DATA UNDER STUDY:

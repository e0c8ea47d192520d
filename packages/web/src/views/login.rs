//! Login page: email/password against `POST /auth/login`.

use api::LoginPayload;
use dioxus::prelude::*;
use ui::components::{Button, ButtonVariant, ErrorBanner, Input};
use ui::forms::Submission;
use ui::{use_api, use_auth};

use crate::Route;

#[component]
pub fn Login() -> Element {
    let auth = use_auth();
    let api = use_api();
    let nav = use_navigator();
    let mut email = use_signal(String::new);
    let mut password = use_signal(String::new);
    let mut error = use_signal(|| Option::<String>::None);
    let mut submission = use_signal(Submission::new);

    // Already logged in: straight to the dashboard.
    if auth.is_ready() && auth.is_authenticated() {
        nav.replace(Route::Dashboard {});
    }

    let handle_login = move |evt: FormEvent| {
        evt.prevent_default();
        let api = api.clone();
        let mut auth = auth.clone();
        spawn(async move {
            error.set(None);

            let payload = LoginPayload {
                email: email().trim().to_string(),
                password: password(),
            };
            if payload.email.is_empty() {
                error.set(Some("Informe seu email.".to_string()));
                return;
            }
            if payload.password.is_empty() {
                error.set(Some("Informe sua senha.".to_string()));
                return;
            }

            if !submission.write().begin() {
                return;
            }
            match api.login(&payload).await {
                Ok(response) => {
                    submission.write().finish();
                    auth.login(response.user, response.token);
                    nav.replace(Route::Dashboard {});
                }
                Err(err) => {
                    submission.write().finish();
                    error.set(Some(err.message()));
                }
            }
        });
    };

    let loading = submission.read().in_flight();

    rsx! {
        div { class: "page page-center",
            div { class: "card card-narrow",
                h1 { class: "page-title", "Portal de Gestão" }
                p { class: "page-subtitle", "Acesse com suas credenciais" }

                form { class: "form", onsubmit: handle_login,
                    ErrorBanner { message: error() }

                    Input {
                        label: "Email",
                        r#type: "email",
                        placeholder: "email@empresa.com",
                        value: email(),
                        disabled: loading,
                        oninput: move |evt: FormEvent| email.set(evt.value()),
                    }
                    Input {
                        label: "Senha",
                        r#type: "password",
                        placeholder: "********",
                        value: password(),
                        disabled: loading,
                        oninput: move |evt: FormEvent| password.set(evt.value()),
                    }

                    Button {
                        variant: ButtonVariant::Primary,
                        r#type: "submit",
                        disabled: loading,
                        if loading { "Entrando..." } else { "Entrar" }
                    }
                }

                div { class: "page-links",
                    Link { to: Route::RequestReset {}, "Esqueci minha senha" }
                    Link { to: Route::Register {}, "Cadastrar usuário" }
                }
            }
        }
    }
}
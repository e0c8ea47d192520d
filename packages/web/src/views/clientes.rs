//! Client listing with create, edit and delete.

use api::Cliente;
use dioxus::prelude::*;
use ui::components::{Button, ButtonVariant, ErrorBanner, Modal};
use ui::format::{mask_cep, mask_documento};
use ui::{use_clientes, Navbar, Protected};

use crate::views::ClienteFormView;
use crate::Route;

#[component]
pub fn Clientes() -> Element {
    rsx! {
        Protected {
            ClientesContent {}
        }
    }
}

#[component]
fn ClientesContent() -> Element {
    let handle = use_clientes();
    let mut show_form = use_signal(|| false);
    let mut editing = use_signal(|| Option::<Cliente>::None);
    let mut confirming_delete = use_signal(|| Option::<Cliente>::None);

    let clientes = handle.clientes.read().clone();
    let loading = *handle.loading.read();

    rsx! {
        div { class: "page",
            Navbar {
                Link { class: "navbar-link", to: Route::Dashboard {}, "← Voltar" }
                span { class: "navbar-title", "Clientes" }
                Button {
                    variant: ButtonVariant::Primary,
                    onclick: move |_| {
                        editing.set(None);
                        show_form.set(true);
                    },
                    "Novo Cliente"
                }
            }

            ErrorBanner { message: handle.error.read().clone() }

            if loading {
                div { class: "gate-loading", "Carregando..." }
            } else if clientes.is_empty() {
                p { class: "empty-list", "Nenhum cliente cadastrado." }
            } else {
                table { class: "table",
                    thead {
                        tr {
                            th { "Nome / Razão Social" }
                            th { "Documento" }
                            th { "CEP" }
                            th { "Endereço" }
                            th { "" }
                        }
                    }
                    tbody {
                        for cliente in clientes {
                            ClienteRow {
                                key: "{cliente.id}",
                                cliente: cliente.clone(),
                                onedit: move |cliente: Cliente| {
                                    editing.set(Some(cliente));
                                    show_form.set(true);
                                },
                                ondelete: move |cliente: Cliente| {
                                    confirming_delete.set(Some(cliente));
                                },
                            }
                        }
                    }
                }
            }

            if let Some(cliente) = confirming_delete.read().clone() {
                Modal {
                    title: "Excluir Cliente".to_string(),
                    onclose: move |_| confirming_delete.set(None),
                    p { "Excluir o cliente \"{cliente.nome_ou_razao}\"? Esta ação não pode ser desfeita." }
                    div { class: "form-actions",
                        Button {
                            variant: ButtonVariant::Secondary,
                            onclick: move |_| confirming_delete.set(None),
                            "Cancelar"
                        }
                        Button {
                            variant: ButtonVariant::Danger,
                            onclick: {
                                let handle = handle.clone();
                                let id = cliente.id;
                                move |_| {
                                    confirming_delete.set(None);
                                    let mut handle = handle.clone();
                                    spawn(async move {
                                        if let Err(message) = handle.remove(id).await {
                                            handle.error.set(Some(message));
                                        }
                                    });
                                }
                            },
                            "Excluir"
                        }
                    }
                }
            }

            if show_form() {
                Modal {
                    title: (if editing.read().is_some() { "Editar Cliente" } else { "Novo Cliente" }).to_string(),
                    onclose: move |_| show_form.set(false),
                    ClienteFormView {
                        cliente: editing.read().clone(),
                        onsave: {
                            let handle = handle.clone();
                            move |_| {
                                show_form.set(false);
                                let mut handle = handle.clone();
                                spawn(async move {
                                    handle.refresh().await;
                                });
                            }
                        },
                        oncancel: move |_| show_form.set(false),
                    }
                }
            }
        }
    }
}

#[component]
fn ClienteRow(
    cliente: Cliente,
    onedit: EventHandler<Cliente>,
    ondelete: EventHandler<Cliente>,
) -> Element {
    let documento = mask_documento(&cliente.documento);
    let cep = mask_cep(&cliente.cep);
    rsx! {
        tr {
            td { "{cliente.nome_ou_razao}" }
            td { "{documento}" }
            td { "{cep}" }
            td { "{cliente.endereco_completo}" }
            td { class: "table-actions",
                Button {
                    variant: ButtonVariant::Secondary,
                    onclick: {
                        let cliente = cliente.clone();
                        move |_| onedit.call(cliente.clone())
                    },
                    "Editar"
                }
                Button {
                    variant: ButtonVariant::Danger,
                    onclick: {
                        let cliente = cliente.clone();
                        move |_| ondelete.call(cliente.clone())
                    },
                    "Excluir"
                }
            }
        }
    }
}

REQUIRED WORK:
Answer with a single number: the count of lines above that contain the string "value".

OUTPUT OF THE TASK:
4